The invention relates to improvements in covers, particularly in connection with bed covers which incorporate at least one flexible layer of a light, insulating material.
Covers, as provided particularly for beds but also for other furniture, should be light and flexible, i.e. pliant, so as to be able to sufficiently adapt to the body, while considering the thermal characteristics regarding ambient temperature, e.g. in particular the bedroom temperature at night, such that a more or less “warm” cover is selected. Accordingly, as a rule, in southern countries, the covers regularly only consist of a wool blanket over a simple sheet, which is supplemented by a second wool blanket or further wool blankets when the ambient temperature is colder. In middle and northern Europe, covers are predominantly used in which one layer of light, insulating material consisting of a quilted cover or a down comforter is entirely enclosed by a cover casing. It is also possible to select between thicker or better insulating layers and thinner layers, so as to take the ambient temperature into account. The following consideration is also true for special forms of covers, in particular also for sleeping bags, which are to be included in the term “cover”.
However, it has been shown that a satisfactory resting or sleeping climate can possibly be obtained therewith only to an insufficient extent. During sleep or rest, the vapour permeability of the cover and the ambient humidity of the air may result, depending on the perspiration of the person lying down, in a general or partial body perspiration which is unpleasant both when feeling cool or warm. Apart therefrom, damp bedclothes are also a health hazard if the person becomes uncovered and a local cooling should accidentally occur.
During the night, human beings sweat out up to approximately 500 ml of water. This water or water vapour must leave the entire bed system so as to avoid moisture accumulation in the space taken up by the sleeper under the covers. Dissipation may either be downwardly through the support system, such as the mattress, or through the cover or lateral openings when the body is not completely surrounded.
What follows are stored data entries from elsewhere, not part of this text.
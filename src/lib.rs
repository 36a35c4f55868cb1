pub mod api;
pub mod config;
pub mod error;
pub mod models;
pub mod openapi;
pub mod services;
pub mod state;
pub mod utils;

pub use config::Config;
pub use error::{AppError, AppResult, VotingError};
pub use openapi::ApiDoc;
pub use state::AppState;
#[cfg(test)]
mod tests {
    use super::*;
    use crate::models::{Choice, MajorityRule};
    use crate::services::test_support::{active_vote, draft_vote, member, question};
    use chrono::Duration;

    fn submission(vote: &Vote, member_id: Uuid, choices: &[Choice]) -> BallotSubmission {
        BallotSubmission {
            member_id,
            cast_by: None,
            source: BallotSource::Online,
            choices: vote
                .questions
                .iter()
                .zip(choices)
                .map(|(q, c)| BallotChoice {
                    question_id: q.id,
                    choice: *c,
                })
                .collect(),
        }
    }

    fn two_question_vote(building: Uuid) -> Vote {
        active_vote(
            building,
            vec![
                question("Rozpočet", MajorityRule::Simple),
                question("Výměna oken", MajorityRule::Qualified),
            ],
        )
    }

    #[test]
    fn test_duplicate_ballot_is_rejected_and_first_counts() {
        let building = Uuid::new_v4();
        let members = vec![member(building, "A", 60), member(building, "B", 40)];
        let vote = two_question_vote(building);
        let mut ballot_box = BallotBox::new(&vote, &members);
        let now = Utc::now();

        ballot_box
            .submit(&submission(&vote, members[0].id, &[Choice::Pro, Choice::Pro]), now)
            .unwrap();
        let second = ballot_box.submit(
            &submission(&vote, members[0].id, &[Choice::Against, Choice::Against]),
            now,
        );

        assert_eq!(second, Err(VotingError::AlreadyVoted(members[0].id)));
        assert_eq!(ballot_box.ballots().len(), 1);
        let result = ballot_box.results();
        assert_eq!(result.question_results[0].tallies.pro, 60);
        assert_eq!(result.question_results[0].tallies.against, 0);
    }

    #[test]
    fn test_delegate_cannot_vote_twice_for_represented_member() {
        let building = Uuid::new_v4();
        let d = member(building, "D", 10);
        let mut m = member(building, "M", 30);
        m.represented_by_member_id = Some(d.id);
        let members = vec![m.clone(), d.clone()];
        let vote = two_question_vote(building);
        let mut ballot_box = BallotBox::new(&vote, &members);
        let now = Utc::now();

        let mut by_delegate = submission(&vote, m.id, &[Choice::Pro, Choice::Abstain]);
        by_delegate.cast_by = Some(d.id);
        let accepted = ballot_box.submit(&by_delegate, now).unwrap();
        assert_eq!(accepted.cast_by, Some(d.id));

        assert_eq!(
            ballot_box.submit(&by_delegate, now),
            Err(VotingError::AlreadyVoted(m.id))
        );
        // vlastní lístek zástupce je samostatný
        ballot_box
            .submit(&submission(&vote, d.id, &[Choice::Against, Choice::Pro]), now)
            .unwrap();
        assert!(ballot_box.has_voted(m.id));
        assert!(ballot_box.has_voted(d.id));
        assert_eq!(ballot_box.results().voted_weight, 40);
    }

    #[test]
    fn test_online_caster_must_be_current_representative() {
        let building = Uuid::new_v4();
        let d = member(building, "D", 10);
        let mut m = member(building, "M", 30);
        m.represented_by_member_id = Some(d.id);
        let members = vec![m.clone(), d.clone()];
        let vote = two_question_vote(building);
        let roster = Roster::new(&members);

        let mut by_member = submission(&vote, m.id, &[Choice::Pro, Choice::Pro]);
        by_member.cast_by = Some(m.id);
        assert_eq!(
            validate_submission(&vote, &roster, &[], &by_member, Utc::now()),
            Err(VotingError::NotRepresentative {
                member: m.id,
                representative: d.id
            })
        );

        let mut manual = by_member.clone();
        manual.source = BallotSource::Manual;
        manual.cast_by = None;
        assert!(validate_submission(&vote, &roster, &[], &manual, Utc::now()).is_ok());
    }

    fn with_tokens(mut vote: Vote, members: &[Member]) -> Vote {
        vote.member_tokens = members
            .iter()
            .map(|m| (m.id, format!("token-{}", m.name)))
            .collect();
        vote
    }

    fn choices(vote: &Vote) -> Vec<BallotChoice> {
        submission(vote, Uuid::nil(), &[Choice::Pro, Choice::Against]).choices
    }

    #[test]
    fn test_own_link_records_no_caster() {
        let building = Uuid::new_v4();
        let d = member(building, "D", 10);
        let mut m = member(building, "M", 30);
        m.represented_by_member_id = Some(d.id);
        let members = vec![m.clone(), d.clone()];
        let vote = with_tokens(two_question_vote(building), &members);
        let mut ballot_box = BallotBox::new(&vote, &members);

        let own = online_submission(&vote, "token-M", None, choices(&vote)).unwrap();
        assert_eq!(own.member_id, m.id);
        assert_eq!(own.cast_by, None);

        let ballot = ballot_box.submit(&own, Utc::now()).unwrap();
        assert_eq!(ballot.member_id, m.id);
        assert_eq!(ballot.cast_by, None);
    }

    #[test]
    fn test_delegate_votes_for_represented_member_with_own_link() {
        let building = Uuid::new_v4();
        let d = member(building, "D", 10);
        let mut m = member(building, "M", 30);
        m.represented_by_member_id = Some(d.id);
        let members = vec![m.clone(), d.clone()];
        let vote = with_tokens(two_question_vote(building), &members);
        let mut ballot_box = BallotBox::new(&vote, &members);

        let for_m = online_submission(&vote, "token-D", Some(m.id), choices(&vote)).unwrap();
        assert_eq!(for_m.cast_by, Some(d.id));

        let ballot = ballot_box.submit(&for_m, Utc::now()).unwrap();
        assert_eq!(ballot.member_id, m.id);
        assert_eq!(ballot.cast_by, Some(d.id));
        assert_eq!(ballot_box.results().voted_weight, 30);
    }

    #[test]
    fn test_non_representative_link_cannot_vote_for_member() {
        let building = Uuid::new_v4();
        let d = member(building, "D", 10);
        let x = member(building, "X", 20);
        let mut m = member(building, "M", 30);
        m.represented_by_member_id = Some(d.id);
        let members = vec![m.clone(), d.clone(), x.clone()];
        let vote = with_tokens(two_question_vote(building), &members);
        let mut ballot_box = BallotBox::new(&vote, &members);

        let by_x = online_submission(&vote, "token-X", Some(m.id), choices(&vote)).unwrap();
        assert_eq!(
            ballot_box.submit(&by_x, Utc::now()),
            Err(VotingError::NotRepresentative {
                member: m.id,
                representative: d.id
            })
        );
        assert!(!ballot_box.has_voted(m.id));
    }

    #[test]
    fn test_override_moves_online_authority() {
        let building = Uuid::new_v4();
        let d = member(building, "D", 10);
        let x = member(building, "X", 20);
        let mut m = member(building, "M", 30);
        m.represented_by_member_id = Some(d.id);
        let members = vec![m.clone(), d.clone(), x.clone()];
        let mut vote = with_tokens(two_question_vote(building), &members);
        vote.representative_overrides.insert(m.id, Some(x.id));
        let mut ballot_box = BallotBox::new(&vote, &members);

        let by_d = online_submission(&vote, "token-D", Some(m.id), choices(&vote)).unwrap();
        assert_eq!(
            ballot_box.submit(&by_d, Utc::now()),
            Err(VotingError::NotRepresentative {
                member: m.id,
                representative: x.id
            })
        );

        let by_x = online_submission(&vote, "token-X", Some(m.id), choices(&vote)).unwrap();
        assert_eq!(
            ballot_box.submit(&by_x, Utc::now()).unwrap().cast_by,
            Some(x.id)
        );
    }

    #[test]
    fn test_unknown_link_is_rejected() {
        let building = Uuid::new_v4();
        let members = vec![member(building, "A", 10)];
        let vote = with_tokens(two_question_vote(building), &members);

        assert_eq!(
            online_submission(&vote, "token-nikdo", None, choices(&vote)),
            Err(VotingError::UnknownToken)
        );
    }

    #[test]
    fn test_incomplete_ballot_is_rejected() {
        let building = Uuid::new_v4();
        let members = vec![member(building, "A", 60)];
        let vote = two_question_vote(building);
        let roster = Roster::new(&members);

        let partial = submission(&vote, members[0].id, &[Choice::Pro]);
        assert_eq!(
            validate_submission(&vote, &roster, &[], &partial, Utc::now()),
            Err(VotingError::IncompleteBallot(vote.questions[1].id))
        );
    }

    #[test]
    fn test_unknown_and_repeated_questions_are_rejected() {
        let building = Uuid::new_v4();
        let members = vec![member(building, "A", 60)];
        let vote = two_question_vote(building);
        let roster = Roster::new(&members);
        let now = Utc::now();

        let mut unknown = submission(&vote, members[0].id, &[Choice::Pro, Choice::Pro]);
        let stray = Uuid::new_v4();
        unknown.choices.push(BallotChoice {
            question_id: stray,
            choice: Choice::Pro,
        });
        assert_eq!(
            validate_submission(&vote, &roster, &[], &unknown, now),
            Err(VotingError::UnknownQuestion(stray))
        );

        let mut repeated = submission(&vote, members[0].id, &[Choice::Pro, Choice::Pro]);
        repeated.choices.push(repeated.choices[0]);
        assert_eq!(
            validate_submission(&vote, &roster, &[], &repeated, now),
            Err(VotingError::DuplicateChoice(vote.questions[0].id))
        );
    }

    #[test]
    fn test_choices_are_stored_in_question_order() {
        let building = Uuid::new_v4();
        let members = vec![member(building, "A", 60)];
        let vote = two_question_vote(building);
        let roster = Roster::new(&members);
        let mut reversed = submission(&vote, members[0].id, &[Choice::Pro, Choice::Against]);
        reversed.choices.reverse();

        let ballot = validate_submission(&vote, &roster, &[], &reversed, Utc::now()).unwrap();
        assert_eq!(ballot.choices[0].question_id, vote.questions[0].id);
        assert_eq!(ballot.choices[1].choice, Choice::Against);
    }

    #[test]
    fn test_only_active_votes_accept_ballots() {
        let building = Uuid::new_v4();
        let members = vec![member(building, "A", 60)];
        let roster = Roster::new(&members);
        let draft = draft_vote(building);

        assert_eq!(
            validate_submission(
                &draft,
                &roster,
                &[],
                &submission(&draft, members[0].id, &[Choice::Pro]),
                Utc::now()
            ),
            Err(VotingError::VoteNotActive)
        );

        let expired = two_question_vote(building);
        let window = *expired.window().unwrap();
        let after_end = window.end_date + Duration::minutes(1);
        assert_eq!(
            validate_submission(
                &expired,
                &roster,
                &[],
                &submission(&expired, members[0].id, &[Choice::Pro, Choice::Pro]),
                after_end
            ),
            Err(VotingError::OutsideVotingWindow)
        );
    }

    #[test]
    fn test_unknown_member_is_rejected() {
        let building = Uuid::new_v4();
        let members = vec![member(building, "A", 60)];
        let roster = Roster::new(&members);
        let vote = two_question_vote(building);
        let stranger = Uuid::new_v4();

        assert_eq!(
            validate_submission(
                &vote,
                &roster,
                &[],
                &submission(&vote, stranger, &[Choice::Pro, Choice::Pro]),
                Utc::now()
            ),
            Err(VotingError::UnknownMember(stranger))
        );
    }

    #[test]
    fn test_find_member_by_token() {
        let building = Uuid::new_v4();
        let mut vote = draft_vote(building);
        let member_id = Uuid::new_v4();
        vote.member_tokens.insert(member_id, "secret".to_string());

        assert_eq!(find_member_by_token(&vote, "secret"), Ok(member_id));
        assert_eq!(
            find_member_by_token(&vote, "other"),
            Err(VotingError::UnknownToken)
        );
    }
}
It is known that the main portion of moisture must be transported off through the cover. However, the moisture meets with various resistances here, i.e. initially the first layer of the cover casing, then the first layer of the cover ticking, then the filler material, then the second layer of the cover ticking, the second layer of the casing and only then reaches the ambient air. While passing these layers, both a storage of moisture, which must again be transported further and discharged, and a mixture of diffusive and slightly convective transportation takes place. As a whole, however, this constitutes slow, moisture-equalizing processes, each of which quasi including high individual resistances. Last but not least, the development of cover tickings for down or fiber covers as well as covers filled with natural hair or animal hair in the direction of a corresponding down or fiber density, and thus textiles having a high fiber density and fine individual fibers, which naturally have a high density as regards a piercing of the individual filler media, but which clearly also provide reduced air permeation. This leads to a reduction of the overall exchange of air containing moisture, and to a kind of congestion. The consequence is—and this is also shown in studies by different institutes—that a quasi tropical climate is obtained within the space under the cover. The air temperatures roughly range between 30 and 35° C. with a correspondingly high air humidity.